§ **Description of the task**
Among the lines below, list those containing the string "expected".

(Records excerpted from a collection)
=====

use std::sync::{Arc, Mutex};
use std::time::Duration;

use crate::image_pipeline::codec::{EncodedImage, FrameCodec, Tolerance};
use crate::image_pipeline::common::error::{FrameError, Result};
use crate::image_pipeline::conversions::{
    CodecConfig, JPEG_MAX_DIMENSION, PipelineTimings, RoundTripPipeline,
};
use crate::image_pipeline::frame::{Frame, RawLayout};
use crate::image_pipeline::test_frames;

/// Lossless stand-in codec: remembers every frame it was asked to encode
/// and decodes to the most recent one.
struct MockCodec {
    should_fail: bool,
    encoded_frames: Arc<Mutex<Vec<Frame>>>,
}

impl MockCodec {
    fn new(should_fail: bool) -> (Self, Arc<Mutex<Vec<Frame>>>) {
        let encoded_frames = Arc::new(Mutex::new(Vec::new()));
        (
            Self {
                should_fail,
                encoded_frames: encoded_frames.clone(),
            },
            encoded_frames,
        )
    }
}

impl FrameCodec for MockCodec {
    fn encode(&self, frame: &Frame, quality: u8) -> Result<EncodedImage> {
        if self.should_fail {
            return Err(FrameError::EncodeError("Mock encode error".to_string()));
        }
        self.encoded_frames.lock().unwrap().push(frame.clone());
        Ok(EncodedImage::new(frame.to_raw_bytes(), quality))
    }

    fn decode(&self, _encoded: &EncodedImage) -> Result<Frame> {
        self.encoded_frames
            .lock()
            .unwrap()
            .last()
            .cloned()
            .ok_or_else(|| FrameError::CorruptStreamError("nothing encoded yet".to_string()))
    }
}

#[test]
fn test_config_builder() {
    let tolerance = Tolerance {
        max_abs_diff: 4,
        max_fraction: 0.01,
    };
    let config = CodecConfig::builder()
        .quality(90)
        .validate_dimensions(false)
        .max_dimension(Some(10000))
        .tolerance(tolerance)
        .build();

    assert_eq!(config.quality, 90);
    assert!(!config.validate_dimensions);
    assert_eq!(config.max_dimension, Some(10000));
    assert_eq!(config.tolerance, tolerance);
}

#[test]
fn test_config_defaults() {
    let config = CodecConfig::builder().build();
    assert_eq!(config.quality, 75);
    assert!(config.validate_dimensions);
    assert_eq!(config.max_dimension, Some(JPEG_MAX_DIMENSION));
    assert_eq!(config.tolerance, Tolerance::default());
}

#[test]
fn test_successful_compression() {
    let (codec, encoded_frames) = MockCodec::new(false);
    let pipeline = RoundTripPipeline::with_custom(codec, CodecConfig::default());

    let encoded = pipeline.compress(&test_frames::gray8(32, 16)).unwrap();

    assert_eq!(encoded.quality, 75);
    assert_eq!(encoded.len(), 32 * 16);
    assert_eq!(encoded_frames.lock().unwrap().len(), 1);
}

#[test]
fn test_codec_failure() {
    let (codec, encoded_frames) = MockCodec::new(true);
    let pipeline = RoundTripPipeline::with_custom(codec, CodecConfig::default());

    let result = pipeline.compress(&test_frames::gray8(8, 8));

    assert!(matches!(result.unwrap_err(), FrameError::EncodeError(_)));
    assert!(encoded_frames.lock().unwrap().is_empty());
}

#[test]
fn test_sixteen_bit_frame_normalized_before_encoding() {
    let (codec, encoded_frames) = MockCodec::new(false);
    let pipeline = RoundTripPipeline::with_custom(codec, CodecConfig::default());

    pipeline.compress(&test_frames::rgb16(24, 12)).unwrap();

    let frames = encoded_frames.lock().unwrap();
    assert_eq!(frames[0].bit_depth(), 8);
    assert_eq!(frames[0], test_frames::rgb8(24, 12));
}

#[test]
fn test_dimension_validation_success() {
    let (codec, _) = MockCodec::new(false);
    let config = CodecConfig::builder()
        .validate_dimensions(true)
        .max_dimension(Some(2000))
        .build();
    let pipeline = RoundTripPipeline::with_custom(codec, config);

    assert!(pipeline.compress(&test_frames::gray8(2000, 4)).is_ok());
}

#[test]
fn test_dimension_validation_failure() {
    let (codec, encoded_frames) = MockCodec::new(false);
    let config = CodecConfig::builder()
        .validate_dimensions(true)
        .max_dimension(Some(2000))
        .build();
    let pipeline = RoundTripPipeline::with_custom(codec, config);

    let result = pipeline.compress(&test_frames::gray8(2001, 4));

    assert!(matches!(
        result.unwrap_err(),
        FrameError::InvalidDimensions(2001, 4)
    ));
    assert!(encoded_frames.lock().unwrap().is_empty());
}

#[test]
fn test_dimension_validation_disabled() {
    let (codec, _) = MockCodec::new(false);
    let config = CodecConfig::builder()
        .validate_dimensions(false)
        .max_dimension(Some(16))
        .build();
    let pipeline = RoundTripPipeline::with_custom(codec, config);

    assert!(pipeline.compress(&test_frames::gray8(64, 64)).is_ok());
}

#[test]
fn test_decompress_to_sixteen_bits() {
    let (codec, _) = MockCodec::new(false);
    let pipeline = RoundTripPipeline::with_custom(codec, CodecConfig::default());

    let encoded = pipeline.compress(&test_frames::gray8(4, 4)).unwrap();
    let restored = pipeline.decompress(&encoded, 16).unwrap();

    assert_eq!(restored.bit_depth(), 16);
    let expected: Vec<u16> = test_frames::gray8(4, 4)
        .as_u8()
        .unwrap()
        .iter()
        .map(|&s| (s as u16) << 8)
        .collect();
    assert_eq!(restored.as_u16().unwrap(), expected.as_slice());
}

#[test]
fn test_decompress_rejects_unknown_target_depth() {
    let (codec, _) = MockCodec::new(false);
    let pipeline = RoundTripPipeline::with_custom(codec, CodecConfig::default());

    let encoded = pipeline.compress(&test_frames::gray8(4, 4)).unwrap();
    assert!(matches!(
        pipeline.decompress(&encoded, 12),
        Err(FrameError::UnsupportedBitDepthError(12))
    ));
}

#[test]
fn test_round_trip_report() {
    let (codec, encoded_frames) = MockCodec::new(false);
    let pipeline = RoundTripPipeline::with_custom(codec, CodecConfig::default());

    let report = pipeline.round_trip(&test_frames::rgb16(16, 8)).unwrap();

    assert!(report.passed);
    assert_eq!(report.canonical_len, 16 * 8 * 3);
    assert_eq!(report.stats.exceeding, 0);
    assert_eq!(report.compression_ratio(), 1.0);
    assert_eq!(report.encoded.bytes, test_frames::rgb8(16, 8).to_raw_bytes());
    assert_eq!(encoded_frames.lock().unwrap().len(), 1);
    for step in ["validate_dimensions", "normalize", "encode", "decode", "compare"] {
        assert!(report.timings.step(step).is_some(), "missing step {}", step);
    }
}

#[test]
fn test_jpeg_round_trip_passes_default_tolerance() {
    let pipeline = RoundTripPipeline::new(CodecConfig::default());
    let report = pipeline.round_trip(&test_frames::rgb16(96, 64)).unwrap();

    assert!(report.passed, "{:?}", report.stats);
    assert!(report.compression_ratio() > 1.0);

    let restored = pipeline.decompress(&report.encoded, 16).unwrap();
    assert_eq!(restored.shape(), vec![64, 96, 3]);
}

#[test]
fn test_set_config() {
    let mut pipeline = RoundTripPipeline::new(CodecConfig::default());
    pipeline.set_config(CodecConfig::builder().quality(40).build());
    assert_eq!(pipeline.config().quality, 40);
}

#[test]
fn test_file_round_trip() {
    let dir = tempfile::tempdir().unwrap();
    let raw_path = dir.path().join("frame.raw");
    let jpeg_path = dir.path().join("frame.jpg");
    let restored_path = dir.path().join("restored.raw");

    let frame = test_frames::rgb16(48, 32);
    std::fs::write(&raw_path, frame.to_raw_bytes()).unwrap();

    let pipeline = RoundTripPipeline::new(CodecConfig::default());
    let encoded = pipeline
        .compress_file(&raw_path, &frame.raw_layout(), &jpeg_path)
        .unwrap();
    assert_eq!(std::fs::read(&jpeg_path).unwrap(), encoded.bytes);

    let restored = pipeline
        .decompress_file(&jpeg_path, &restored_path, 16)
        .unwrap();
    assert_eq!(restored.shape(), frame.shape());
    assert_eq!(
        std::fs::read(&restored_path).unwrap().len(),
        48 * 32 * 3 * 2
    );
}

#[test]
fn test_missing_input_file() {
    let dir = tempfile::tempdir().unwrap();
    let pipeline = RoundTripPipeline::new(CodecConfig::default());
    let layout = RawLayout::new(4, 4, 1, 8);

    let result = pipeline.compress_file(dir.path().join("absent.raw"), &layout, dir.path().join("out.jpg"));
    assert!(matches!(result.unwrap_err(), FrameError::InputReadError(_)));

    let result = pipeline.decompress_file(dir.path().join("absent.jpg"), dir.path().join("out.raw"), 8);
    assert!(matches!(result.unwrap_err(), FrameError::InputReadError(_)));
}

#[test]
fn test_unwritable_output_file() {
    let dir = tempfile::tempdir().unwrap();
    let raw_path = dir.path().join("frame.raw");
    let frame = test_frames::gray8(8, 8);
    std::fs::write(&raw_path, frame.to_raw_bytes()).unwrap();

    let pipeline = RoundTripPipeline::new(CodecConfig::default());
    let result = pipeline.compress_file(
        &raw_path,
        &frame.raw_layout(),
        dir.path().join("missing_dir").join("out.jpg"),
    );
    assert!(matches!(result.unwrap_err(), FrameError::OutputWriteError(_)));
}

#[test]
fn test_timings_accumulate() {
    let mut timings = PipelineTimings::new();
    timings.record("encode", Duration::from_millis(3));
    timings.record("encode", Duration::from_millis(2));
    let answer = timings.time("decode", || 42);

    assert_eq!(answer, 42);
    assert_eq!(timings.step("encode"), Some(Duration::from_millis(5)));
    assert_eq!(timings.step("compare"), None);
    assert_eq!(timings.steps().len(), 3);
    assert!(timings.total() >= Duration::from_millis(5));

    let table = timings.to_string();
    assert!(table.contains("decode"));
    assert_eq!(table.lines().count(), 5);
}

=====

§ **Exercise response**
    let expected: Vec<u16> = test_frames::gray8(4, 4)
    assert_eq!(restored.as_u16().unwrap(), expected.as_slice());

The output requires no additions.